Memory is sometimes perfect, clear as a light. First thing when she wakes she wallows in it, assisted by the dusky tranquillity of dawn. The morning after the visit she wallows in the favourite year of all her life, the year the Russians put a dog into space, the year of Bill Haley, the year De Valera proclaimed a state of emergency. A nun in the Sacred Heart convent, expected to live to be a hundred, died at ninety-nine. A sewage problem occurred in Conlon Street, necessitating pneumatic drilling, new pipes and re-surfacing. A fawn-coloured tomcat, property of the gasworks manager, attacked a neighbour’s birdcage, detaching it from its hook and provoking threats of legal action. Tyrell’s the vegetable shop closed. Humphrey Bogart, Letty’s favourite – plastered all over the bedroom at Culleen – died. 1957 it was.

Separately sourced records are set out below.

// Copyright (c) 2026 Warden Contributors
//
// SPDX-License-Identifier: Apache-2.0
use serde::{Deserialize, Serialize};
use std::collections::HashMap;

fn default_true() -> bool {
    true
}

/// Top-level workspace configuration, assembled by [`crate::load`] from the
/// layered `config.yaml` / `agent.yaml` search path.
///
/// Every section is optional in the YAML source; fields missing entirely
/// fall back to their `Default` impl so a minimal workspace only needs to
/// specify `channel` and `model`.
#[derive(Debug, Clone, Default, Serialize, Deserialize)]
pub struct Config {
    #[serde(default)]
    pub model: ModelConfig,
    #[serde(default)]
    pub channel: ChannelConfig,
    #[serde(default)]
    pub queue: QueueConfig,
    #[serde(default)]
    pub lanes: LanesConfig,
    #[serde(default)]
    pub builtins: BuiltinsConfig,
    #[serde(default)]
    pub approval_gates: ApprovalGatesConfig,
    #[serde(default)]
    pub tool_timeouts: ToolTimeoutsConfig,
    #[serde(default)]
    pub heartbeat: HeartbeatConfig,
    #[serde(default)]
    pub auto_compact: AutoCompactConfig,
    #[serde(default)]
    pub lifecycle: LifecycleConfig,
    /// IANA timezone identifier (e.g. `"America/Chicago"`). Governs heartbeat
    /// active-hours windows and timestamps written into archives.
    #[serde(default = "default_timezone")]
    pub timezone: String,
    #[serde(default)]
    pub workspace_tools: WorkspaceToolsConfig,
    /// Scheduled cron jobs, section 4.7. Empty by default; a workspace opts
    /// in per job.
    #[serde(default)]
    pub crons: Vec<CronJobConfig>,
}

fn default_timezone() -> String {
    "UTC".into()
}

#[derive(Debug, Clone, Serialize, Deserialize)]
pub struct ModelConfig {
    pub provider: String,
    pub name: String,
    pub api_key: Option<String>,
    #[serde(default)]
    pub temperature: Option<f32>,
    #[serde(default = "default_max_turns")]
    pub max_turns: u32,
    pub region: Option<String>,
    #[serde(default = "default_model_timeout_seconds")]
    pub timeout_seconds: u64,
    pub base_url: Option<String>,
    /// Free-form provider-specific options forwarded as-is to the driver.
    #[serde(default)]
    pub extra_body: serde_json::Value,
}

fn default_max_turns() -> u32 {
    200
}
fn default_model_timeout_seconds() -> u64 {
    120
}

impl Default for ModelConfig {
    fn default() -> Self {
        Self {
            provider: "anthropic".into(),
            name: "claude-sonnet".into(),
            api_key: None,
            temperature: Some(0.2),
            max_turns: default_max_turns(),
            region: None,
            timeout_seconds: default_model_timeout_seconds(),
            base_url: None,
            extra_body: serde_json::Value::Null,
        }
    }
}

/// Channel transport configuration. `type_` names which registered
/// [`warden_channels::Channel`] implementation to construct.
#[derive(Debug, Clone, Default, Serialize, Deserialize)]
pub struct ChannelConfig {
    #[serde(rename = "type", default)]
    pub type_: String,
    pub token: Option<String>,
    #[serde(default)]
    pub allowed_users: Vec<String>,
    #[serde(default)]
    pub allowed_groups: Vec<String>,
    #[serde(default)]
    pub allow_all: bool,
}

/// Session queue defaults, per section 4.2. A session may override its own
/// mode/debounce/cap/drop_policy at runtime via `/queue`; these are the
/// starting values for every newly-seen session.
#[derive(Debug, Clone, Serialize, Deserialize)]
pub struct QueueConfig {
    #[serde(default)]
    pub mode: QueueMode,
    #[serde(default = "default_debounce_ms")]
    pub debounce_ms: u64,
    #[serde(default = "default_cap")]
    pub cap: usize,
    #[serde(default)]
    pub drop_policy: DropPolicy,
}

fn default_debounce_ms() -> u64 {
    1000
}
fn default_cap() -> usize {
    20
}

impl Default for QueueConfig {
    fn default() -> Self {
        Self {
            mode: QueueMode::default(),
            debounce_ms: default_debounce_ms(),
            cap: default_cap(),
            drop_policy: DropPolicy::default(),
        }
    }
}

#[derive(Debug, Clone, Copy, PartialEq, Eq, Default, Serialize, Deserialize)]
#[serde(rename_all = "kebab-case")]
pub enum QueueMode {
    #[default]
    Collect,
    Steer,
    Followup,
    Interrupt,
    SteerBacklog,
}

#[derive(Debug, Clone, Copy, PartialEq, Eq, Default, Serialize, Deserialize)]
#[serde(rename_all = "lowercase")]
pub enum DropPolicy {
    Old,
    New,
    #[default]
    Summarize,
}

/// Per-lane concurrency caps (section 4.1). Unknown lane names used at
/// runtime default to a cap of 1, matching the lazily-created-lane contract.
#[derive(Debug, Clone, Serialize, Deserialize)]
pub struct LanesConfig {
    #[serde(default = "default_main_concurrency")]
    pub main: usize,
    #[serde(default = "default_subagent_concurrency")]
    pub subagent: usize,
    #[serde(default = "default_cron_concurrency")]
    pub cron: usize,
}

fn default_main_concurrency() -> usize {
    4
}
fn default_subagent_concurrency() -> usize {
    8
}
fn default_cron_concurrency() -> usize {
    2
}

impl Default for LanesConfig {
    fn default() -> Self {
        Self {
            main: default_main_concurrency(),
            subagent: default_subagent_concurrency(),
            cron: default_cron_concurrency(),
        }
    }
}

/// Workspace-tool allow/deny lists. Entries may name an individual tool or a
/// `group:name` to match a whole registered capability group; per-builtin
/// free-form config is forwarded to the tool at construction time.
#[derive(Debug, Clone, Default, Serialize, Deserialize)]
pub struct BuiltinsConfig {
    #[serde(default)]
    pub allow: Vec<String>,
    #[serde(default)]
    pub deny: Vec<String>,
    #[serde(default)]
    pub config: HashMap<String, serde_json::Value>,
}

#[derive(Debug, Clone, Default, Serialize, Deserialize)]
pub struct WorkspaceToolsConfig {
    #[serde(default)]
    pub allow: Vec<String>,
    #[serde(default)]
    pub deny: Vec<String>,
}

/// Approval-gate configuration, consumed by `warden_core::approval` and
/// `warden_tools::policy`.
#[derive(Debug, Clone, Serialize, Deserialize)]
pub struct ApprovalGatesConfig {
    #[serde(default)]
    pub enabled: bool,
    #[serde(default = "default_approval_timeout_seconds")]
    pub timeout_seconds: u64,
    #[serde(default)]
    pub default_action: DefaultAction,
    #[serde(default)]
    pub tools: HashMap<String, ToolApprovalConfig>,
}

fn default_approval_timeout_seconds() -> u64 {
    300
}

impl Default for ApprovalGatesConfig {
    fn default() -> Self {
        Self {
            enabled: false,
            timeout_seconds: default_approval_timeout_seconds(),
            default_action: DefaultAction::default(),
            tools: HashMap::new(),
        }
    }
}

#[derive(Debug, Clone, Copy, PartialEq, Eq, Default, Serialize, Deserialize)]
#[serde(rename_all = "lowercase")]
pub enum DefaultAction {
    #[default]
    Deny,
    Approve,
}

#[derive(Debug, Clone, Serialize, Deserialize)]
pub struct ToolApprovalConfig {
    #[serde(default = "default_true")]
    pub require_approval: bool,
    #[serde(default = "default_true")]
    pub show_args: bool,
}

/// Per-call tool timeout, section 4.3 item 1.
#[derive(Debug, Clone, Serialize, Deserialize)]
pub struct ToolTimeoutsConfig {
    #[serde(default = "default_tool_timeout_seconds")]
    pub default_seconds: u64,
    #[serde(default)]
    pub overrides: HashMap<String, u64>,
}

fn default_tool_timeout_seconds() -> u64 {
    120
}

impl Default for ToolTimeoutsConfig {
    fn default() -> Self {
        Self {
            default_seconds: default_tool_timeout_seconds(),
            overrides: HashMap::new(),
        }
    }
}

/// Heartbeat scheduler configuration, section 4.7.
#[derive(Debug, Clone, Serialize, Deserialize)]
pub struct HeartbeatConfig {
    #[serde(default)]
    pub enabled: bool,
    #[serde(default = "default_heartbeat_interval_minutes")]
    pub interval_minutes: u64,
    /// `"HH:MM-HH:MM"`; `None` means always active. A range where start >
    /// end spans midnight (e.g. `"22:00-08:00"`).
    #[serde(default)]
    pub active_hours: Option<String>,
    #[serde(default = "default_true")]
    pub suppress_ok: bool,
    pub target_channel: Option<String>,
    pub target_chat_id: Option<String>,
    #[serde(default)]
    pub delivery: DeliveryMode,
}

fn default_heartbeat_interval_minutes() -> u64 {
    30
}

impl Default for HeartbeatConfig {
    fn default() -> Self {
        Self {
            enabled: false,
            interval_minutes: default_heartbeat_interval_minutes(),
            active_hours: None,
            suppress_ok: true,
            target_channel: None,
            target_chat_id: None,
            delivery: DeliveryMode::default(),
        }
    }
}

#[derive(Debug, Clone, Copy, PartialEq, Eq, Default, Serialize, Deserialize)]
#[serde(rename_all = "lowercase")]
pub enum DeliveryMode {
    #[default]
    Channel,
    Agent,
    Both,
}

/// One scheduled cron job, section 4.7. `schedule` is a standard five-field
/// cron expression evaluated against `timezone` (falling back to the
/// workspace timezone when unset).
#[derive(Debug, Clone, Serialize, Deserialize)]
pub struct CronJobConfig {
    pub name: String,
    pub schedule: String,
    pub prompt: String,
    #[serde(default)]
    pub timezone: Option<String>,
    #[serde(default)]
    pub delivery: DeliveryMode,
    pub target_channel: Option<String>,
    pub target_chat_id: Option<String>,
}

/// Auto-compaction trigger, section 4.4.
#[derive(Debug, Clone, Serialize, Deserialize)]
pub struct AutoCompactConfig {
    #[serde(default = "default_true")]
    pub enabled: bool,
    #[serde(default = "default_auto_compact_trigger")]
    pub trigger: f32,
}

fn default_auto_compact_trigger() -> f32 {
    0.8
}

impl Default for AutoCompactConfig {
    fn default() -> Self {
        Self {
            enabled: true,
            trigger: default_auto_compact_trigger(),
        }
    }
}

/// Startup/shutdown user-facing notifications, section 4.8.
#[derive(Debug, Clone, Default, Serialize, Deserialize)]
pub struct LifecycleConfig {
    #[serde(default)]
    pub notify_startup: bool,
    #[serde(default)]
    pub notify_shutdown: bool,
    #[serde(default)]
    pub notify_auto_compact: bool,
}
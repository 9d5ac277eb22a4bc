// Copyright (c) 2026 Warden Contributors
//
// SPDX-License-Identifier: Apache-2.0
use std::collections::{HashMap, VecDeque};
use std::future::Future;
use std::sync::Arc;

use tokio::sync::{Mutex, Notify};
use warden_config::QueueMode;

use crate::message::Message;

/// An item waiting in a lane. `steer_eligible == false` marks a system event
/// (sub-agent result, scheduler injection) that must reach the agent as its
/// own turn and never be coalesced or treated as a steer of an unrelated run.
#[derive(Debug, Clone)]
pub struct QueueItem {
    pub session_key: String,
    pub channel: String,
    pub messages: Vec<Message>,
    pub mode: QueueMode,
    pub steer_eligible: bool,
}

impl QueueItem {
    pub fn new(session_key: impl Into<String>, channel: impl Into<String>, messages: Vec<Message>) -> Self {
        Self {
            session_key: session_key.into(),
            channel: channel.into(),
            messages,
            mode: QueueMode::Collect,
            steer_eligible: true,
        }
    }

    pub fn system_event(session_key: impl Into<String>, channel: impl Into<String>, messages: Vec<Message>) -> Self {
        Self {
            steer_eligible: false,
            ..Self::new(session_key, channel, messages)
        }
    }
}

struct LaneState {
    queue: VecDeque<QueueItem>,
    active_count: usize,
}

struct Lane {
    max_concurrency: usize,
    state: Mutex<LaneState>,
    item_available: Notify,
}

impl Lane {
    fn new(max_concurrency: usize) -> Self {
        Self {
            max_concurrency,
            state: Mutex::new(LaneState {
                queue: VecDeque::new(),
                active_count: 0,
            }),
            item_available: Notify::new(),
        }
    }
}

/// Lane-aware FIFO queue draining each lane at its own concurrency cap.
///
/// Session-specific serialization is layered on top by callers: a handler
/// acquires the per-session mutex ([`LaneQueue::session_lock`]) before
/// running an agent turn, guaranteeing one active run per session across
/// every lane it might appear in.
pub struct LaneQueue {
    lanes: Mutex<HashMap<String, Arc<Lane>>>,
    session_locks: Mutex<HashMap<String, Arc<Mutex<()>>>>,
}

#[derive(Debug, Clone, Copy)]
pub struct LaneStats {
    pub queued: usize,
    pub active: usize,
    pub max_concurrency: usize,
}

impl LaneQueue {
    pub fn new(main_concurrency: usize, subagent_concurrency: usize, cron_concurrency: usize) -> Self {
        let mut lanes = HashMap::new();
        lanes.insert("main".to_string(), Arc::new(Lane::new(main_concurrency)));
        lanes.insert("subagent".to_string(), Arc::new(Lane::new(subagent_concurrency)));
        lanes.insert("cron".to_string(), Arc::new(Lane::new(cron_concurrency)));
        Self {
            lanes: Mutex::new(lanes),
            session_locks: Mutex::new(HashMap::new()),
        }
    }

    /// Get or lazily create a lane. Unknown lane names (e.g. a per-session
    /// `session:<key>` lane) default to a concurrency cap of 1.
    async fn get_lane(&self, name: &str) -> Arc<Lane> {
        let mut lanes = self.lanes.lock().await;
        lanes
            .entry(name.to_string())
            .or_insert_with(|| Arc::new(Lane::new(1)))
            .clone()
    }

    /// Get or lazily create the mutex serializing runs for one session. Never
    /// removed: a session that goes quiet keeps its slot for the lifetime of
    /// the process, matching the contract's "never garbage-collected" note.
    pub async fn session_lock(&self, session_key: &str) -> Arc<Mutex<()>> {
        let mut locks = self.session_locks.lock().await;
        locks
            .entry(session_key.to_string())
            .or_insert_with(|| Arc::new(Mutex::new(())))
            .clone()
    }

    pub async fn enqueue(&self, item: QueueItem, lane_name: &str) {
        let lane = self.get_lane(lane_name).await;
        let mut state = lane.state.lock().await;
        state.queue.push_back(item);
        lane.item_available.notify_one();
    }

    /// Drain `lane_name` forever, running `handler` for each popped item with
    /// the lane's concurrency respected. Intended to be run as one of
    /// `max_concurrency` concurrent workers per lane (see
    /// [`LaneQueue::spawn_workers`]); a single call to this method processes
    /// at most one item at a time.
    pub async fn process<F, Fut>(&self, lane_name: &str, handler: F)
    where
        F: Fn(QueueItem) -> Fut,
        Fut: Future<Output = ()>,
    {
        let lane = self.get_lane(lane_name).await;
        loop {
            let item = {
                let mut state = lane.state.lock().await;
                let item = if state.active_count < lane.max_concurrency {
                    state.queue.pop_front()
                } else {
                    None
                };
                if item.is_some() {
                    state.active_count += 1;
                }
                item
            };

            let Some(item) = item else {
                lane.item_available.notified().await;
                continue;
            };

            let session_lock = self.session_lock(&item.session_key).await;
            {
                let _guard = session_lock.lock().await;
                handler(item).await;
            }

            let mut state = lane.state.lock().await;
            state.active_count -= 1;
        }
    }

    /// Spawn `count` concurrent [`LaneQueue::process`] workers for `lane_name`
    /// on an already-`Arc`-wrapped queue; this is the usual way a lane's
    /// configured concurrency is realized.
    pub fn spawn_workers<F, Fut>(self: &Arc<Self>, lane_name: &str, count: usize, handler: F) -> Vec<tokio::task::JoinHandle<()>>
    where
        F: Fn(QueueItem) -> Fut + Clone + Send + Sync + 'static,
        Fut: Future<Output = ()> + Send + 'static,
    {
        (0..count)
            .map(|_| {
                let queue = Arc::clone(self);
                let lane_name = lane_name.to_string();
                let handler = handler.clone();
                tokio::spawn(async move { queue.process(&lane_name, handler).await })
            })
            .collect()
    }

    /// Non-destructive check for steer/interrupt middleware: true iff a
    /// steer-eligible item for `session_key` is queued in `lane_name`.
    pub async fn peek_session_pending(&self, session_key: &str, lane_name: &str) -> bool {
        let lane = self.get_lane(lane_name).await;
        let state = lane.state.lock().await;
        state
            .queue
            .iter()
            .any(|item| item.session_key == session_key && item.steer_eligible)
    }

    /// Remove and return every steer-eligible item for `session_key`,
    /// leaving non-steer-eligible (system event) items in place.
    pub async fn consume_session_pending(&self, session_key: &str, lane_name: &str) -> Vec<QueueItem> {
        let lane = self.get_lane(lane_name).await;
        let mut state = lane.state.lock().await;
        let (consumed, remaining): (VecDeque<_>, VecDeque<_>) = state
            .queue
            .drain(..)
            .partition(|item| item.session_key == session_key && item.steer_eligible);
        state.queue = remaining;
        consumed.into_iter().collect()
    }

    pub async fn get_stats(&self) -> HashMap<String, LaneStats> {
        let lanes = self.lanes.lock().await;
        let mut stats = HashMap::new();
        for (name, lane) in lanes.iter() {
            let state = lane.state.lock().await;
            stats.insert(
                name.clone(),
                LaneStats {
                    queued: state.queue.len(),
                    active: state.active_count,
                    max_concurrency: lane.max_concurrency,
                },
            );
        }
        stats
    }
}

#[cfg(test)]
mod tests {
    use super::*;
    use std::time::Duration;
    use tokio::sync::mpsc;

    #[tokio::test]
    async fn enqueue_then_peek_and_consume() {
        let q = LaneQueue::new(4, 8, 2);
        q.enqueue(QueueItem::new("s1", "telegram", vec![]), "main").await;
        assert!(q.peek_session_pending("s1", "main").await);
        assert!(!q.peek_session_pending("s2", "main").await);

        let consumed = q.consume_session_pending("s1", "main").await;
        assert_eq!(consumed.len(), 1);
        assert!(!q.peek_session_pending("s1", "main").await);
    }

    #[tokio::test]
    async fn system_events_are_not_steer_eligible() {
        let q = LaneQueue::new(4, 8, 2);
        q.enqueue(QueueItem::system_event("s1", "telegram", vec![]), "main").await;
        assert!(!q.peek_session_pending("s1", "main").await);
        assert!(q.consume_session_pending("s1", "main").await.is_empty());
    }

    #[tokio::test]
    async fn unknown_lane_defaults_to_concurrency_one() {
        let q = LaneQueue::new(4, 8, 2);
        q.enqueue(QueueItem::new("s1", "telegram", vec![]), "session:s1").await;
        let stats = q.get_stats().await;
        assert_eq!(stats["session:s1"].max_concurrency, 1);
    }

    #[tokio::test]
    async fn process_drains_items_respecting_concurrency() {
        let q = Arc::new(LaneQueue::new(1, 8, 2));
        let (tx, mut rx) = mpsc::unbounded_channel();

        q.enqueue(QueueItem::new("s1", "telegram", vec![]), "main").await;
        q.enqueue(QueueItem::new("s2", "telegram", vec![]), "main").await;

        let workers = q.spawn_workers("main", 1, move |item| {
            let tx = tx.clone();
            async move {
                tx.send(item.session_key.clone()).unwrap();
            }
        });

        let first = tokio::time::timeout(Duration::from_secs(1), rx.recv()).await.unwrap().unwrap();
        let second = tokio::time::timeout(Duration::from_secs(1), rx.recv()).await.unwrap().unwrap();
        assert_eq!(first, "s1");
        assert_eq!(second, "s2");

        for w in workers {
            w.abort();
        }
    }

    #[tokio::test]
    async fn same_session_runs_are_serialized_by_session_lock() {
        let q = Arc::new(LaneQueue::new(4, 8, 2));
        let lock_a = q.session_lock("s1").await;
        let lock_b = q.session_lock("s1").await;
        assert!(Arc::ptr_eq(&lock_a, &lock_b));
    }
}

‘Mary Louise,’ she whispers in the dawn that comes after the upset of her visitor. ‘Mary Louise Dallon. Mrs Quarry as is.’ He is old now, the sisters older still. He could live for a dozen more years, fourteen or fifteen even, the sisters endlessly. He pays for her keep in Miss Foye’s house, and always has. Years ago the sisters tried to make her father pay but of course there was nothing to spare for that at Culleen. ‘Your husband’s good,’ Miss Foye says often, because not everyone here is paid for. The bigger dormitories are bare; the unpaid-for have enamel mugs and plates. He’s a decent man, driven to drink. It isn’t his fault that they’re closing down the houses. They’ll bundle the obstreperous together, somewhere else will be found for them. She’s never been obstreperous herself.

A figure emerges from the gloom and sits on her bed with a blanket around her: Mrs Leavy from Youghal come over to tell her dreams.

She listens and then she tells her own.